The player is able to power-up the owl's basic shot up to three times by collecting magic potions. In addition, two flying swords can be picked up and act as defense systems, that damage enemies and destroy enemies' projectiles. Also, a magic scroll provides temporary invincibility.
A single contact with an enemy or a projectile costs the player one of its three lives and part of its power-ups.

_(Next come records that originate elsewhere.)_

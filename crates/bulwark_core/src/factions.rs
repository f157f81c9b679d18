//! Faction identifiers and the hostility table between them.

use std::collections::BTreeSet;

use serde::{Deserialize, Serialize};

/// Unique identifier for factions.
#[derive(Debug, Clone, Copy, PartialEq, Eq, Hash, PartialOrd, Ord, Serialize, Deserialize)]
#[serde(transparent)]
pub struct FactionId(pub u32);

/// Symmetric hostility relation between factions.
///
/// Pairs are stored with the lower id first so lookups are order-independent.
#[derive(Debug, Clone, Default, PartialEq, Eq, Serialize, Deserialize)]
pub struct FactionRelations {
    #[serde(default)]
    factions: BTreeSet<FactionId>,
    #[serde(default)]
    hostile: BTreeSet<(FactionId, FactionId)>,
}

impl FactionRelations {
    /// Create an empty relation table.
    #[must_use]
    pub fn new() -> Self {
        Self::default()
    }

    /// Register a faction. Returns `false` if it was already known.
    pub fn add_faction(&mut self, faction: FactionId) -> bool {
        self.factions.insert(faction)
    }

    /// Remove a faction and every hostility involving it.
    pub fn remove_faction(&mut self, faction: FactionId) -> bool {
        self.hostile.retain(|&(a, b)| a != faction && b != faction);
        self.factions.remove(&faction)
    }

    /// All known factions in id order.
    pub fn factions(&self) -> impl Iterator<Item = FactionId> + '_ {
        self.factions.iter().copied()
    }

    /// Set or clear hostility between two factions.
    pub fn set_hostile(&mut self, a: FactionId, b: FactionId, hostile: bool) {
        if a == b {
            return;
        }
        self.factions.insert(a);
        self.factions.insert(b);
        let key = ordered(a, b);
        if hostile {
            self.hostile.insert(key);
        } else {
            self.hostile.remove(&key);
        }
    }

    /// Whether two factions are hostile. A faction is never hostile to itself.
    #[must_use]
    pub fn are_hostile(&self, a: FactionId, b: FactionId) -> bool {
        a != b && self.hostile.contains(&ordered(a, b))
    }
}

fn ordered(a: FactionId, b: FactionId) -> (FactionId, FactionId) {
    if a <= b {
        (a, b)
    } else {
        (b, a)
    }
}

Upon getting the related scrolls, the player is also able to open a spell menu and choose between eight different temporary spells that provide various advantages, from extra firepower to defensive effects.

==Music==
The theme song is by Tim Wright, a classically themed, piano-led instrumental. The title song was adapted without giving him proper credit by the keyboardist of Dimmu Borgir in the song "Sorgens Kammer" for their Stormblåst album. The band did not know about this. Following several months of communication between Wright and Dimmu Borgir, and in a nod to the composer, the band did not include the track on a later re-recording of Stormblåst. The title song is also slightly different from the version that Wright originally submitted to Art & Magic. Franck Sauer advised Wright that he could source improved piano sounds for the piece, and requested permission to change them. Wright agreed, but did not hear the result before the game went to the final master, and consequently some notes within the piece were transposed; this 'mistake' was also covered by Dimmu Borgir.

== Legacy ==
Around 2010, graphic artist Franck Sauer started to offer the game's binary files (ADF format) for free download on his personal webpage, making the game freeware.
On July 4, 2020, the programmer of the game, Yves Grolet, uploaded all his Amiga development files (which included full source code for Agony) to WeTransfer.